Vemos com tudo isso que uma “quarentena tranquila” e o “tempo ocioso” é um privilégio de poucos estudantes, não é a realidade da maioria. A decisão do MEC e as universidades que estão mantendo seu semestre pelo modelo EAD escolhem secundarizar o tema da permanência estudantil e de um ensino acessível e de qualidade. Não pode ser que nesse momento difícil que estamos passando, algum estudante fique para trás no meio do caminho. Sabemos que se acontecer, serão aqueles que já estão sendo prejudicados de diferentes formas pelas crises e pelos governos que colocam os lucros acima das vidas e dos empregos. As universidades públicas devem servir como polo de resistência da ciência, ajudando no combate ao coronavírus, mas também devem ser linha de frente na defesa de um perfil cada vez mais diverso para o ensino superior, da permanência estudantil e do ensino presencial.

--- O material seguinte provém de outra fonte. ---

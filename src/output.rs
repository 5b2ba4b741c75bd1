//! Output tree handling: one folder per font variant, one PNG per letter.

use crate::models::GlyphSlot;
use anyhow::Result;
use image::DynamicImage;
use std::fs;
use std::path::{Path, PathBuf};

/// Create `font_1` .. `font_N` under the output root. Idempotent.
pub fn ensure_font_dirs(output_dir: &Path, font_variants: usize) -> Result<()> {
    for i in 0..font_variants {
        let dir = output_dir.join(format!("font_{}", i + 1));
        fs::create_dir_all(&dir)
            .map_err(|e| anyhow::anyhow!("Failed to create {}: {}", dir.display(), e))?;
    }
    Ok(())
}

/// Path a glyph is written to: `<output_dir>/font_<i+1>/<LETTER>.png`
pub fn glyph_path(output_dir: &Path, slot: &GlyphSlot) -> PathBuf {
    output_dir
        .join(format!("font_{}", slot.font_index + 1))
        .join(format!("{}.png", slot.letter))
}

/// Write one glyph crop as PNG (lossless), replacing any file already at
/// that path.
pub fn save_glyph(output_dir: &Path, slot: &GlyphSlot, image: &DynamicImage) -> Result<()> {
    let path = glyph_path(output_dir, slot);
    image
        .save(&path)
        .map_err(|e| anyhow::anyhow!("Failed to save {}: {}", path.display(), e))?;
    Ok(())
}
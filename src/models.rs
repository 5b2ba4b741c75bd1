use image::DynamicImage;

/// Connected foreground region in a binarized row band.
/// All coordinates are band-local.
#[derive(Debug, Clone)]
pub struct Contour {
    pub label: u32,
    pub min_x: u32,
    pub min_y: u32,
    pub max_x: u32,
    pub max_y: u32,
    pub pixel_count: u32,
}

impl Contour {
    pub fn width(&self) -> u32 {
        self.max_x - self.min_x + 1
    }

    pub fn height(&self) -> u32 {
        self.max_y - self.min_y + 1
    }

    pub fn area(&self) -> u32 {
        self.pixel_count
    }

    /// True when either dimension is at or below `min_size` — anti-aliasing
    /// specks and stray marks rather than glyphs.
    pub fn is_noise(&self, min_size: u32) -> bool {
        self.width() <= min_size || self.height() <= min_size
    }

    /// Crop this region out of its row band with `margin` pixels of padding
    /// on every side, clamped to the band's own extent.
    pub fn extract_glyph(&self, band: &DynamicImage, margin: u32) -> DynamicImage {
        let x1 = self.min_x.saturating_sub(margin);
        let y1 = self.min_y.saturating_sub(margin);
        let x2 = (self.max_x + 1 + margin).min(band.width());
        let y2 = (self.max_y + 1 + margin).min(band.height());
        band.crop_imm(x1, y1, x2 - x1, y2 - y1)
    }
}

/// Where an extracted glyph belongs in the output tree.
/// `font_index` is 0-based; output folders are `font_{font_index + 1}`.
#[derive(Debug, Clone, Copy, PartialEq, Eq)]
pub struct GlyphSlot {
    pub letter: char,
    pub font_index: usize,
}

/// One cropped glyph together with its assigned slot and where in the
/// sheet it came from.
#[derive(Debug, Clone)]
pub struct GlyphCrop {
    pub slot: GlyphSlot,
    pub row: usize,
    pub column: usize,
    pub image: DynamicImage,
}
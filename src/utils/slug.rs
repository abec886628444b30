//! String slugification for URLs and tag anchors.
//!
//! Converts arbitrary titles to lowercase, hyphen-separated ASCII slugs.

use deunicode::deunicode;

/// Characters stripped before slugification
const REMOVED_CHARS: &[char] = &[
    '#', ',', '&', '+', '(', ')', '$', '~', '%', '.', '\'', '"', ':', '*', '?', '<', '>', '{', '}',
];

/// Convert text to a URL-safe slug.
///
/// Transliterates to ASCII, strips punctuation, collapses whitespace and
/// hyphen runs into single hyphens, and lowercases.
///
/// # Examples
/// ```ignore
/// assert_eq!(slugify("Hello, World"), "hello-world");
/// assert_eq!(slugify("Rust & WebAssembly"), "rust-webassembly");
/// ```
pub fn slugify(text: &str) -> String {
    let ascii = deunicode(text);
    let cleaned: String = ascii
        .chars()
        .filter(|c| !REMOVED_CHARS.contains(c))
        .collect();

    cleaned
        .split(|c: char| c.is_whitespace() || c == '-')
        .filter(|part| !part.is_empty())
        .collect::<Vec<_>>()
        .join("-")
        .to_lowercase()
}
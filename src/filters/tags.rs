//! Hashtag formatting and share-tag lookups.

use crate::config::TagsConfig;
use std::collections::BTreeMap;

/// Tags rendered with their given casing rather than capitalized
const KEEP_CASE: [&str; 3] = ["ios", "macos", "rss"];

/// Drop the structural "posts" tag from a display list.
pub fn filter_tags(tags: &[String]) -> Vec<String> {
    tags.iter()
        .filter(|tag| !tag.eq_ignore_ascii_case("posts"))
        .cloned()
        .collect()
}

/// Render a tag as a hashtag: "web dev" becomes "#WebDev".
///
/// Tags in [`KEEP_CASE`] keep their casing, so "iOS" stays "#iOS".
pub fn format_tag(tag: &str) -> String {
    if KEEP_CASE.contains(&tag.to_lowercase().as_str()) {
        return format!("#{tag}");
    }
    if !tag.contains(' ') {
        return format!("#{}", capitalize(tag));
    }
    let pascal: String = tag.split(' ').map(capitalize).collect();
    format!("#{pascal}")
}

/// Share tags for a URL: host rules win, then the per-URL tag map.
/// Unknown URLs yield an empty string.
pub fn tag_lookup(url: &str, tag_map: &BTreeMap<String, String>, config: &TagsConfig) -> String {
    for host in &config.hosts {
        if url.contains(&host.pattern) {
            return host.tags.clone();
        }
    }
    tag_map.get(url).cloned().unwrap_or_default()
}

fn capitalize(word: &str) -> String {
    let mut chars = word.chars();
    match chars.next() {
        Some(first) => first.to_uppercase().chain(chars).collect(),
        None => String::new(),
    }
}

// ============================================================================
// Tests
// ============================================================================
//! Date renderings for page bodies, feeds, and archive headings.

use crate::utils::date::DateTimeUtc;

/// Long-form date: "January 5, 2024".
pub fn readable_date(date: &DateTimeUtc) -> String {
    date.readable()
}

/// Date part only, fields joined by `separator`: "2024-01-05".
pub fn iso_date_only(date: &DateTimeUtc, separator: &str) -> String {
    format!(
        "{:04}{sep}{:02}{sep}{:02}",
        date.year,
        date.month,
        date.day,
        sep = separator
    )
}

/// RFC 822 timestamp for feed `pubDate` elements.
pub fn rfc822_date(date: &DateTimeUtc) -> String {
    date.to_rfc2822()
}

/// Whether `now` lies more than three calendar years past `date`.
///
/// Used to badge aging posts whose content may no longer hold up.
pub fn is_old_post(date: &DateTimeUtc, now: &DateTimeUtc) -> bool {
    let mut cutoff = *date;
    cutoff.year = date.year + 3;
    // A Feb 29 anniversary lands on Feb 28 in common years
    if cutoff.month == 2 && cutoff.day == 29 && !DateTimeUtc::is_leap_year(cutoff.year) {
        cutoff.day = 28;
    }
    *now > cutoff
}

// ============================================================================
// Tests
// ============================================================================

#[cfg(test)]
mod tests {
    use super::*;

    #[test]
    fn test_readable_date() {
        let date = DateTimeUtc::from_ymd(2024, 1, 5);
        assert_eq!(readable_date(&date), "January 5, 2024");
    }

    #[test]
    fn test_iso_date_only_pads_fields() {
        let date = DateTimeUtc::from_ymd(2024, 1, 5);
        assert_eq!(iso_date_only(&date, "-"), "2024-01-05");
        assert_eq!(iso_date_only(&date, "/"), "2024/01/05");
    }

    #[test]
    fn test_rfc822_date() {
        let date = DateTimeUtc::new(2024, 1, 5, 9, 30, 0);
        assert_eq!(rfc822_date(&date), "Fri, 05 Jan 2024 09:30:00 GMT");
    }

    #[test]
    fn test_is_old_post_boundary() {
        let date = DateTimeUtc::from_ymd(2020, 5, 10);
        // Exactly three years is not yet old
        assert!(!is_old_post(&date, &DateTimeUtc::from_ymd(2023, 5, 10)));
        assert!(is_old_post(&date, &DateTimeUtc::from_ymd(2023, 5, 11)));
        assert!(!is_old_post(&date, &DateTimeUtc::from_ymd(2022, 5, 10)));
    }

    #[test]
    fn test_is_old_post_leap_day() {
        let date = DateTimeUtc::from_ymd(2020, 2, 29);
        assert!(!is_old_post(&date, &DateTimeUtc::from_ymd(2023, 2, 28)));
        assert!(is_old_post(&date, &DateTimeUtc::from_ymd(2023, 3, 1)));
    }

    #[test]
    fn test_is_old_post_compares_time_of_day() {
        let date = DateTimeUtc::new(2020, 5, 10, 12, 0, 0);
        assert!(!is_old_post(&date, &DateTimeUtc::new(2023, 5, 10, 12, 0, 0)));
        assert!(is_old_post(&date, &DateTimeUtc::new(2023, 5, 10, 12, 0, 1)));
    }
}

Manter o calendário acadêmico com o modelo EAD é mais uma demonstração do elitismo que ainda combatemos nas universidades. Mas não podemos esquecer que não existe espaço vazio na luta política: se a gente retrocede eles avançam. Uma brecha pro ensino à distância hoje pode se voltar contra nós no fim do isolamento social por parte dos setores mais reacionários da nossa sociedade, uma vez esse debate tem tudo a ver com a discussão sobre projeto de universidade. Antes da pandemia já existiam diversas propostas como o “ensino misto” (presencial + a distância), ou mesmo de substituição gradual do modelo atual para o EAD, ao não sermos veemente contra o EAD, ideologicamente essas propostas podem ganhar força.
Nós temos um lado: o lado da permanência estudantil, da solidariedade, da defesa da vida e da universidade pública. Nenhum estudante pode ficar para trás.
*3ª Vice – Presidente da UNE e integrante da Coordenação Nacional do Afronte
** Coordenadora do Centro Acadêmico de Ciências Humanas da Unicamp, ambas da Coordenação Nacional do Afronte!